第15話 演技します
購買でパンを買って中庭のベンチに腰掛ける。その際、ハインツを真ん中に挟むことを忘れない。
「さぁさぁ~♪ ハインツ様ぁ~♪ 真ん中にどうぞぅ~♪ あらぁ~♪ 両手に花ですわねぇ~♪」
甘ったるく語尾を伸ばして喋る。ハインツの顔が強張っているが、気にしない。
「さぁ、ではぁ~♪ 頂きましょうかぁ~♪ あらぁ~? イヤだわぁ~♪ 私ったらうっかり飲み物を買い忘れてしまいましたわぁ~♪ ちょっと行って買って来ますわねぇ~♪」
「あ、それなら私が買って来ます!」
「いぇいぇ~♪ クレアさんは座ってて下さいなぁ~♪ すぐ買って来ますからぁ~♪ クレアさんはハインツ様と仲良く、いいですか? な・か・よ・く・お過ごし下さいませぇ~♪ では、ご機嫌よう~♪」
仲良くを強調するのも忘れない。そして行ったら戻るつもりはない。レイナは近くの草影に身を潜めた。そっと聞き耳を立てる。
「レイナのヤツ、やってくれたな...」
「えっ!? なにがですか!?」
「俺と君を二人っきりにして、仲良くさせようっていう魂胆だろう...」
(バレテ~ラ! 私の渾身の演技を見破るとは! ハインツのクセに中々鋭いな! ハインツのクセに!)
「えっと...なんでそんなことを!?」
「俺が君に懸想してると思い込んでる」
(そうあって欲しいと心の底から思ってる!)
「えぇぇぇっ! マズいじゃないですか! 早く誤解を解かないと! 私、婚約しているお二人の邪魔なんかしたくありません!」
(いやいや、どんどん邪魔して欲しいんだけど! なんなら熨斗付けて返すから受け取ってよ! あっ! 返品は不可で!)

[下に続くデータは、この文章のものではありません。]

//! Fuzz target for the full patch pipeline with arbitrary byte input.
//!
//! Run with: cargo +nightly fuzz run archive_patch
//!
//! Any accepted input must produce an archive that reparses, indexes the
//! same records, and patches to identical bytes a second time.

#![no_main]

use crspatch::{DosDateTime, Patcher, RecordPolicy, PatchOptions};
use libfuzzer_sys::fuzz_target;

fuzz_target!(|data: &[u8]| {
    let stamp = DosDateTime::from_raw(0x586F, 0x645C);

    for policy in [RecordPolicy::Abort, RecordPolicy::Skip] {
        let patcher = Patcher::new(PatchOptions::new().record_policy(policy));
        let Ok(once) = patcher.patch_bytes(data.to_vec(), stamp) else {
            continue;
        };

        let twice = patcher
            .patch_bytes(once.bytes.clone(), stamp)
            .expect("patched output must be accepted");
        assert_eq!(twice.report.file_count, once.report.file_count);
        assert_eq!(twice.bytes, once.bytes);
    }
});
//! Index table entries.
//!
//! The index follows the archive header and holds one 17-byte entry per
//! record:
//!
//! - 13 bytes: the record's space-padded 12-byte name field, NUL-terminated
//! - 3 bytes: little-endian offset of the record header in the archive
//! - 1 byte: reserved (zero)

use super::{INDEX_ENTRY_SIZE, MAX_INDEX_OFFSET, NAME_CAPACITY, PADDING, display_name, trim_padding};

const NAME_FIELD: usize = NAME_CAPACITY + 1;

/// One entry of the index table.
#[derive(Debug, Clone, Copy, PartialEq, Eq)]
pub struct IndexEntry {
    name: [u8; NAME_CAPACITY],
    offset: u32,
}

impl IndexEntry {
    /// Creates an entry. Returns `None` if `offset` does not fit in 24 bits.
    pub fn new(name: [u8; NAME_CAPACITY], offset: u64) -> Option<Self> {
        if offset > MAX_INDEX_OFFSET {
            return None;
        }
        Some(Self {
            name,
            offset: offset as u32,
        })
    }

    /// Decodes an entry from 17 bytes.
    pub fn parse(bytes: &[u8; INDEX_ENTRY_SIZE]) -> Self {
        let mut name = [PADDING; NAME_CAPACITY];
        let text = &bytes[..NAME_CAPACITY];
        let len = text.iter().position(|&b| b == 0).unwrap_or(NAME_CAPACITY);
        name[..len].copy_from_slice(&text[..len]);
        let offset = u32::from_le_bytes([bytes[13], bytes[14], bytes[15], 0]);
        Self { name, offset }
    }

    /// Serializes the entry.
    pub fn encode(&self) -> [u8; INDEX_ENTRY_SIZE] {
        let mut out = [0u8; INDEX_ENTRY_SIZE];
        out[..NAME_CAPACITY].copy_from_slice(&self.name);
        // out[12] stays NUL as the terminator.
        out[NAME_FIELD..NAME_FIELD + 3].copy_from_slice(&self.offset.to_le_bytes()[..3]);
        out
    }

    /// Returns the name with padding trimmed.
    pub fn name(&self) -> &[u8] {
        trim_padding(&self.name)
    }

    /// Returns the name for display.
    pub fn display_name(&self) -> String {
        display_name(self.name())
    }

    /// Returns the record offset.
    pub fn offset(&self) -> u64 {
        u64::from(self.offset)
    }
}

/// Decodes every complete entry of an index table.
pub fn parse_index(table: &[u8]) -> Vec<IndexEntry> {
    table
        .chunks_exact(INDEX_ENTRY_SIZE)
        .filter_map(|chunk| <&[u8; INDEX_ENTRY_SIZE]>::try_from(chunk).ok())
        .map(IndexEntry::parse)
        .collect()
}

#[cfg(test)]
mod tests {
    use super::*;

    fn name(text: &[u8]) -> [u8; NAME_CAPACITY] {
        let mut field = [PADDING; NAME_CAPACITY];
        field[..text.len()].copy_from_slice(text);
        field
    }

    #[test]
    fn test_encode_layout() {
        let entry = IndexEntry::new(name(b"COURSE.HDR"), 139).unwrap();
        let bytes = entry.encode();
        assert_eq!(&bytes[..12], b"COURSE.HDR  ");
        assert_eq!(bytes[12], 0);
        assert_eq!(&bytes[13..16], &[0x8B, 0x00, 0x00]);
        assert_eq!(bytes[16], 0);
    }

    #[test]
    fn test_full_width_name_still_terminated() {
        let entry = IndexEntry::new(*b"ABCDEFGH.IJK", 0x123456).unwrap();
        let bytes = entry.encode();
        assert_eq!(&bytes[..12], b"ABCDEFGH.IJK");
        assert_eq!(bytes[12], 0);
        assert_eq!(&bytes[13..16], &[0x56, 0x34, 0x12]);
    }

    #[test]
    fn test_offset_range() {
        assert!(IndexEntry::new(name(b"A"), MAX_INDEX_OFFSET).is_some());
        assert!(IndexEntry::new(name(b"A"), MAX_INDEX_OFFSET + 1).is_none());
    }

    #[test]
    fn test_parse_accepts_nul_padding() {
        let mut bytes = [0u8; INDEX_ENTRY_SIZE];
        bytes[..9].copy_from_slice(b"PATCH.OFS");
        bytes[13] = 0x10;
        bytes[14] = 0x02;
        let entry = IndexEntry::parse(&bytes);
        assert_eq!(entry.name(), b"PATCH.OFS");
        assert_eq!(entry.offset(), 0x0210);
    }

    #[test]
    fn test_parse_index_table() {
        let mut table = Vec::new();
        table.extend_from_slice(&IndexEntry::new(name(b"A.OFS"), 156).unwrap().encode());
        table.extend_from_slice(&IndexEntry::new(name(b"B.OFS"), 300).unwrap().encode());
        table.push(0xFF); // trailing partial entry is ignored

        let entries = parse_index(&table);
        assert_eq!(entries.len(), 2);
        assert_eq!(entries[1].display_name(), "B.OFS");
        assert_eq!(entries[1].offset(), 300);
    }
}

「そうなんだが...中々話を聞いてくれなくてね...」
(うん、聞きたくないからね!)
「ケンカでもしたんですか?」
「うん、まぁ、そんなとこ...」
(いやいや、ケンカじゃねぇし! 私が一方的に嫌ってるだけだし!)
「そうなんですね...分かりました! 私、お二人が仲直り出来るようにお手伝いします!」
(いやいやいやいや! なんでなんでなんでそ~なった!? クレアたん、それおかしいって! 目を覚まして!)
「いいのかい?」
「はい! お二人はとってもお似合いだと思います! 私、応援します!」
(お似合いじゃねぇし! あんたら二人の方がよっぽどお似合いだっつ~の!)
「ありがとう! 嬉しいよ!」
(いいように纏めてんじゃねぇよ!)
「私、頑張ります!」
(クレアたん、頑張るとこ違うから! そこじゃないから! お願いだから気付いて!)
完全な自業自得であるが、厄介なことになったと頭を抱えるレイナであった。